● Required action:
Copy the records below verbatim, from the first line through the line containing "(collision-induced absorption pairs", inclusive, and output nothing else.

Saved data entries
══════════

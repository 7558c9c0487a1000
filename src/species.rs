//! Continuum species resolution
//!
//! An atmosphere is described by the species it contains. Some of them only
//! contribute through continuum sources (collision-induced absorption pairs
//! and H- bound-free/free-free), so before querying a database the species
//! list is split into the continuum sources to look up and the molecules
//! that have tabulated line opacities.

use serde::Serialize;
use tracing::warn;

/// Species that only enter through continuum sources
pub const CONTINUUM_ONLY_SPECIES: [&str; 7] = ["H", "H2-", "H2", "H-", "He", "N2", "H+"];

/// Species that pair with H2 for collision-induced absorption, in lookup order
const H2_PARTNERS: [&str; 4] = ["He", "N2", "H", "CH4"];

/// Species list split into continuum sources and molecular absorbers
#[derive(Debug, Clone, Default, PartialEq, Eq, Serialize)]
pub struct SpeciesSplit {
    /// Continuum molecule names as stored in the continuum table
    pub continuum: Vec<String>,
    /// Remaining species with molecular opacities, input order kept
    pub molecular: Vec<String>,
}

/// Continuum sources needed for `species`
///
/// `has_electrons` enables the free-free and H2- sources. Names follow the
/// continuum table vocabulary (`H2H2`, `H2He`, `H-bf`, ...).
pub fn needed_continuum<S: AsRef<str>>(species: &[S], has_electrons: bool) -> Vec<String> {
    let has = |name: &str| species.iter().any(|s| s.as_ref() == name);
    let mut continuum = Vec::new();

    if has("H2") {
        continuum.push("H2H2".to_string());
        for partner in H2_PARTNERS {
            if has(partner) {
                continuum.push(format!("H2{}", partner));
            }
        }
    }
    if has("H-") {
        continuum.push("H-bf".to_string());
    }
    if has("H") && has_electrons {
        continuum.push("H-ff".to_string());
    }
    if has("H2") && has_electrons {
        continuum.push("H2-".to_string());
    }

    continuum
}

/// Drop continuum-only species, keeping the order of the rest
pub fn strip_continuum_species<S: AsRef<str>>(species: &[S]) -> Vec<String> {
    species
        .iter()
        .map(|s| s.as_ref())
        .filter(|s| !CONTINUUM_ONLY_SPECIES.contains(s))
        .map(|s| s.to_string())
        .collect()
}

/// Split an atmosphere's species into continuum sources and molecular absorbers
pub fn resolve_species<S: AsRef<str>>(species: &[S], has_electrons: bool) -> SpeciesSplit {
    if species.iter().any(|s| s.as_ref() == "H+") {
        warn!("No H+ continuum opacity included");
    }

    SpeciesSplit {
        continuum: needed_continuum(species, has_electrons),
        molecular: strip_continuum_species(species),
    }
}

#[cfg(test)]
mod tests {
    use super::*;

    #[test]
    fn test_hot_jupiter_mix() {
        let species = ["H2", "He", "H2O", "CH4", "CO", "H-", "H"];
        assert_eq!(
            needed_continuum(&species, false),
            vec!["H2H2", "H2He", "H2H", "H2CH4", "H-bf"]
        );
        assert_eq!(
            needed_continuum(&species, true),
            vec!["H2H2", "H2He", "H2H", "H2CH4", "H-bf", "H-ff", "H2-"]
        );
    }

    #[test]
    fn test_no_h2_means_no_cia() {
        let species = ["He", "N2", "H2O"];
        assert!(needed_continuum(&species, true).is_empty());
    }

    #[test]
    fn test_h2_n2() {
        assert_eq!(needed_continuum(&["N2", "H2"], false), vec!["H2H2", "H2N2"]);
    }

    #[test]
    fn test_free_free_needs_atomic_hydrogen() {
        assert_eq!(needed_continuum(&["H2"], true), vec!["H2H2", "H2-"]);
        assert_eq!(needed_continuum(&["H"], true), vec!["H-ff"]);
        assert!(needed_continuum(&["H"], false).is_empty());
    }

    #[test]
    fn test_strip_continuum_species() {
        let species = ["H2", "H2O", "He", "H+", "TiO", "H-", "N2", "CO2", "H2-", "H"];
        assert_eq!(
            strip_continuum_species(&species),
            vec!["H2O", "TiO", "CO2"]
        );
    }

    #[test]
    fn test_resolve_species() {
        let split = resolve_species(&["H2", "He", "H2O"], false);
        assert_eq!(split.continuum, vec!["H2H2", "H2He"]);
        assert_eq!(split.molecular, vec!["H2O"]);

        let empty: [&str; 0] = [];
        assert_eq!(resolve_species(&empty, true), SpeciesSplit::default());
    }

    #[test]
    fn test_names_are_case_sensitive() {
        assert!(needed_continuum(&["h2", "he"], false).is_empty());
        assert_eq!(strip_continuum_species(&["h2"]), vec!["h2"]);
    }
}
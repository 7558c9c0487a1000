use anyhow::{anyhow, Result};
use config::Config;
use serde::Serialize;
use std::collections::HashMap;
use std::path::Path;

use crate::database::DistanceMetric;

pub const DEFAULT_DATABASE_FILE: &str = "opacities.db";
pub const DEFAULT_DOCUMENT_FILE: &str = "opacities.json";

pub struct OpacidbConfig {
    /// Path to the directory holding the opacity files
    pub data_dir: String,

    /// File name of the relational database inside `data_dir`
    pub database_file: String,

    /// File name of the hierarchical document inside `data_dir`
    pub document_file: String,

    /// Metric used to resolve (pressure, temperature) requests
    pub distance_metric: DistanceMetric,
}

const EMPTY_CONFIG: &str = r#"### opacidb configuration file

### directory holding the opacity reference files
# data_dir = "~/.opacidb"

### file names inside data_dir
# database_file = "opacities.db"
# document_file = "opacities.json"

### nearest grid point metric: "raw" or "normalized"
# distance_metric = "raw"
"#;

impl Default for OpacidbConfig {
    fn default() -> Self {
        let home_dir = dirs::home_dir()
            .map(|h| h.to_string_lossy().to_string())
            .unwrap_or_else(|| ".".to_string());

        Self {
            data_dir: format!("{}/.opacidb", home_dir),
            database_file: DEFAULT_DATABASE_FILE.to_string(),
            document_file: DEFAULT_DOCUMENT_FILE.to_string(),
            distance_metric: DistanceMetric::Raw,
        }
    }
}

impl OpacidbConfig {
    /// Function to create and initialize a new configuration
    pub fn new(path: &Option<String>) -> Result<OpacidbConfig> {
        let mut builder = Config::builder();

        // By default use $HOME/.opacidb/opacidb.toml as the configuration file path
        let home_dir = dirs::home_dir()
            .ok_or_else(|| anyhow!("Could not find home directory"))?
            .to_str()
            .ok_or_else(|| anyhow!("Could not convert home directory path to string"))?
            .to_owned();

        let opacidb_dir = format!("{}/.opacidb", home_dir.as_str());

        match path {
            Some(p) => {
                let path = Path::new(p.as_str());
                if path.exists() {
                    let path_str = path
                        .to_str()
                        .ok_or_else(|| anyhow!("Could not convert path to string"))?;
                    builder = builder.add_source(config::File::with_name(path_str));
                } else {
                    std::fs::write(p.as_str(), EMPTY_CONFIG)
                        .map_err(|e| anyhow!("Unable to create config file: {}", e))?;
                }
            }
            None => {
                std::fs::create_dir_all(opacidb_dir.as_str())
                    .map_err(|e| anyhow!("Unable to create opacidb directory: {}", e))?;
                let p = format!("{}/opacidb.toml", opacidb_dir.as_str());
                if Path::new(p.as_str()).exists() {
                    builder = builder.add_source(config::File::with_name(p.as_str()));
                } else {
                    std::fs::write(p.as_str(), EMPTY_CONFIG).map_err(|e| {
                        anyhow!("Unable to create config file {}: {}", p.as_str(), e)
                    })?;
                }
            }
        }

        // E.g., `OPACIDB_DATA_DIR=/data/opacities opacidb info` overrides the data directory
        builder = builder.add_source(config::Environment::with_prefix("OPACIDB"));

        let settings = builder
            .build()
            .map_err(|e| anyhow!("Failed to build configuration: {}", e))?;

        let config = settings
            .try_deserialize::<HashMap<String, String>>()
            .map_err(|e| anyhow!("Failed to deserialize configuration: {}", e))?;

        let data_dir = match config.get("data_dir") {
            Some(p) => expand_home(p, &home_dir),
            None => opacidb_dir,
        };

        let database_file = config
            .get("database_file")
            .cloned()
            .unwrap_or_else(|| DEFAULT_DATABASE_FILE.to_string());

        let document_file = config
            .get("document_file")
            .cloned()
            .unwrap_or_else(|| DEFAULT_DOCUMENT_FILE.to_string());

        let distance_metric = match config.get("distance_metric") {
            Some(m) => m.parse::<DistanceMetric>().map_err(|e| anyhow!(e))?,
            None => DistanceMetric::Raw,
        };

        Ok(OpacidbConfig {
            data_dir,
            database_file,
            document_file,
            distance_metric,
        })
    }

    /// Get the path to the SQLite database file
    pub fn sqlite_path(&self) -> String {
        let data_dir = self.data_dir.trim_end_matches('/');
        format!("{}/{}", data_dir, self.database_file)
    }

    /// Get the path to the hierarchical JSON document
    pub fn document_path(&self) -> String {
        let data_dir = self.data_dir.trim_end_matches('/');
        format!("{}/{}", data_dir, self.document_file)
    }

    /// Create the data directory if it does not exist yet
    pub fn ensure_data_dir(&self) -> Result<()> {
        crate::database::ensure_data_dir(&self.data_dir)
    }

    /// Display configuration summary
    pub fn summary(&self) -> String {
        [
            format!("Data Directory:     {}", self.data_dir),
            format!("SQLite Path:        {}", self.sqlite_path()),
            format!("Document Path:      {}", self.document_path()),
            format!("Distance Metric:    {}", self.distance_metric),
        ]
        .join("\n")
    }

    /// Get the config file path
    pub fn config_file_path() -> String {
        let home_dir = dirs::home_dir()
            .map(|h| h.to_string_lossy().to_string())
            .unwrap_or_else(|| "~".to_string());
        format!("{}/.opacidb/opacidb.toml", home_dir)
    }
}

fn expand_home(path: &str, home_dir: &str) -> String {
    match path.strip_prefix("~/") {
        Some(rest) => format!("{}/{}", home_dir, rest),
        None if path == "~" => home_dir.to_string(),
        None => path.to_string(),
    }
}

// =============================================================================
// Opacity file info (used by the config and info commands)
// =============================================================================

/// Information about the relational opacity database
#[derive(Debug, Serialize, Clone)]
pub struct SqliteDatabaseInfo {
    pub path: String,
    pub exists: bool,
    #[serde(skip_serializing_if = "Option::is_none")]
    pub size_bytes: Option<u64>,
    #[serde(skip_serializing_if = "Option::is_none")]
    pub schema_status: Option<String>,
    #[serde(skip_serializing_if = "Option::is_none")]
    pub schema_version: Option<u32>,
    #[serde(skip_serializing_if = "Option::is_none")]
    pub grid_len: Option<usize>,
    #[serde(skip_serializing_if = "Option::is_none")]
    pub continuum_count: Option<u64>,
    #[serde(skip_serializing_if = "Option::is_none")]
    pub molecular_count: Option<u64>,
}

/// Information about the hierarchical opacity document
#[derive(Debug, Serialize, Clone)]
pub struct DocumentInfo {
    pub path: String,
    pub exists: bool,
    #[serde(skip_serializing_if = "Option::is_none")]
    pub size_bytes: Option<u64>,
    #[serde(skip_serializing_if = "Option::is_none")]
    pub created_at: Option<String>,
    #[serde(skip_serializing_if = "Option::is_none")]
    pub grid_len: Option<usize>,
    #[serde(skip_serializing_if = "Option::is_none")]
    pub continuum_count: Option<usize>,
    #[serde(skip_serializing_if = "Option::is_none")]
    pub molecular_count: Option<usize>,
}

fn file_size(path: &str) -> Option<u64> {
    std::fs::metadata(path).ok().map(|m| m.len())
}

/// Get SQLite database information
///
/// The file is opened read-only; an unreadable file leaves the optional
/// fields empty.
pub fn get_sqlite_info(config: &OpacidbConfig) -> SqliteDatabaseInfo {
    use crate::database::{OpacityDatabase, SchemaManager};

    let path = config.sqlite_path();
    let mut info = SqliteDatabaseInfo {
        exists: Path::new(&path).exists(),
        size_bytes: file_size(&path),
        path,
        schema_status: None,
        schema_version: None,
        grid_len: None,
        continuum_count: None,
        molecular_count: None,
    };
    if !info.exists {
        return info;
    }

    if let Ok(conn) = crate::database::DatabaseConn::open_read_only(&info.path) {
        let manager = SchemaManager::new(&conn.conn);
        info.schema_status = manager.check_status().ok().map(|s| s.to_string());
        info.schema_version = manager.get_schema_version().ok();
    }

    if let Ok(db) = OpacityDatabase::open_read_only(&info.path) {
        info.grid_len = db.headers().wavenumber_grid().ok().flatten().map(|g| g.len());
        info.continuum_count = db.continuum().count().ok();
        info.molecular_count = db.molecular().count().ok();
    }

    info
}

/// Get hierarchical document information
pub fn get_document_info(config: &OpacidbConfig) -> DocumentInfo {
    use crate::database::OpacityDocument;

    let path = config.document_path();
    let mut info = DocumentInfo {
        exists: Path::new(&path).exists(),
        size_bytes: file_size(&path),
        path,
        created_at: None,
        grid_len: None,
        continuum_count: None,
        molecular_count: None,
    };

    if info.exists {
        if let Ok(doc) = OpacityDocument::load(&info.path) {
            info.created_at = doc
                .attrs
                .created_at
                .map(|t| t.format("%Y-%m-%d %H:%M:%S UTC").to_string());
            info.grid_len = Some(doc.attrs.wavenumber_grid.len());
            info.continuum_count = Some(doc.continuum_count());
            info.molecular_count = Some(doc.molecular_count());
        }
    }

    info
}

/// Format bytes as human-readable size
pub fn format_size(bytes: u64) -> String {
    const KB: u64 = 1024;
    const MB: u64 = KB * 1024;
    const GB: u64 = MB * 1024;

    if bytes >= GB {
        format!("{:.2} GB", bytes as f64 / GB as f64)
    } else if bytes >= MB {
        format!("{:.2} MB", bytes as f64 / MB as f64)
    } else if bytes >= KB {
        format!("{:.2} KB", bytes as f64 / KB as f64)
    } else {
        format!("{} B", bytes)
    }
}

#[cfg(test)]
mod tests {
    use super::*;
    use crate::database::{OpacityDatabase, OpacityHeader, OpacityUnits};

    fn config_in(dir: &str) -> OpacidbConfig {
        OpacidbConfig {
            data_dir: dir.to_string(),
            database_file: DEFAULT_DATABASE_FILE.to_string(),
            document_file: DEFAULT_DOCUMENT_FILE.to_string(),
            distance_metric: DistanceMetric::Raw,
        }
    }

    #[test]
    fn test_default_config() {
        let config = OpacidbConfig::default();
        assert!(config.data_dir.ends_with(".opacidb"));
        assert_eq!(config.database_file, "opacities.db");
        assert_eq!(config.distance_metric, DistanceMetric::Raw);
    }

    #[test]
    fn test_paths() {
        let config = config_in("/test/dir/");
        assert_eq!(config.sqlite_path(), "/test/dir/opacities.db");
        assert_eq!(config.document_path(), "/test/dir/opacities.json");
    }

    #[test]
    fn test_load_from_file() {
        let dir = tempfile::tempdir().unwrap();
        let path = dir.path().join("opacidb.toml");
        std::fs::write(
            &path,
            "data_dir = \"/srv/opacities\"\ndatabase_file = \"cia.db\"\ndistance_metric = \"normalized\"\n",
        )
        .unwrap();

        let config = OpacidbConfig::new(&Some(path.to_str().unwrap().to_string())).unwrap();
        assert_eq!(config.data_dir, "/srv/opacities");
        assert_eq!(config.sqlite_path(), "/srv/opacities/cia.db");
        assert_eq!(config.document_file, DEFAULT_DOCUMENT_FILE);
        assert_eq!(config.distance_metric, DistanceMetric::Normalized);
    }

    #[test]
    fn test_invalid_metric_is_rejected() {
        let dir = tempfile::tempdir().unwrap();
        let path = dir.path().join("opacidb.toml");
        std::fs::write(&path, "distance_metric = \"manhattan\"\n").unwrap();

        assert!(OpacidbConfig::new(&Some(path.to_str().unwrap().to_string())).is_err());
    }

    #[test]
    fn test_missing_file_writes_template() {
        let dir = tempfile::tempdir().unwrap();
        let path = dir.path().join("new.toml");

        OpacidbConfig::new(&Some(path.to_str().unwrap().to_string())).unwrap();
        let content = std::fs::read_to_string(&path).unwrap();
        assert!(content.starts_with("### opacidb configuration file"));
    }

    #[test]
    fn test_expand_home() {
        assert_eq!(expand_home("~/data", "/home/a"), "/home/a/data");
        assert_eq!(expand_home("~", "/home/a"), "/home/a");
        assert_eq!(expand_home("/abs/~/x", "/home/a"), "/abs/~/x");
    }

    #[test]
    fn test_sqlite_info() {
        let dir = tempfile::tempdir().unwrap();
        let config = config_in(dir.path().to_str().unwrap());

        let info = get_sqlite_info(&config);
        assert!(!info.exists);
        assert!(info.continuum_count.is_none());

        {
            let header = OpacityHeader::linear(1.0, 2.0, 2, OpacityUnits::default()).unwrap();
            let db = OpacityDatabase::create(&config.sqlite_path(), &header).unwrap();
            db.continuum().insert("H2H2", 300.0, &[0.0, 0.0]).unwrap();
        }

        let info = get_sqlite_info(&config);
        assert!(info.exists);
        assert_eq!(info.schema_status.as_deref(), Some("current"));
        assert_eq!(info.schema_version, Some(crate::database::SCHEMA_VERSION));
        assert_eq!(info.grid_len, Some(2));
        assert_eq!(info.continuum_count, Some(1));
        assert_eq!(info.molecular_count, Some(0));
    }

    #[test]
    fn test_document_info_missing() {
        let dir = tempfile::tempdir().unwrap();
        let info = get_document_info(&config_in(dir.path().to_str().unwrap()));
        assert!(!info.exists);
        assert!(info.grid_len.is_none());
    }

    #[test]
    fn test_format_size() {
        assert_eq!(format_size(500), "500 B");
        assert_eq!(format_size(1024), "1.00 KB");
        assert_eq!(format_size(1536), "1.50 KB");
        assert_eq!(format_size(1048576), "1.00 MB");
        assert_eq!(format_size(1073741824), "1.00 GB");
    }
}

══════════

● Problem solution:
repository 7558c9c0487a1000
filename src/species.rs
//! Continuum species resolution
//!
//! An atmosphere is described by the species it contains. Some of them only
//! contribute through continuum sources (collision-induced absorption pairs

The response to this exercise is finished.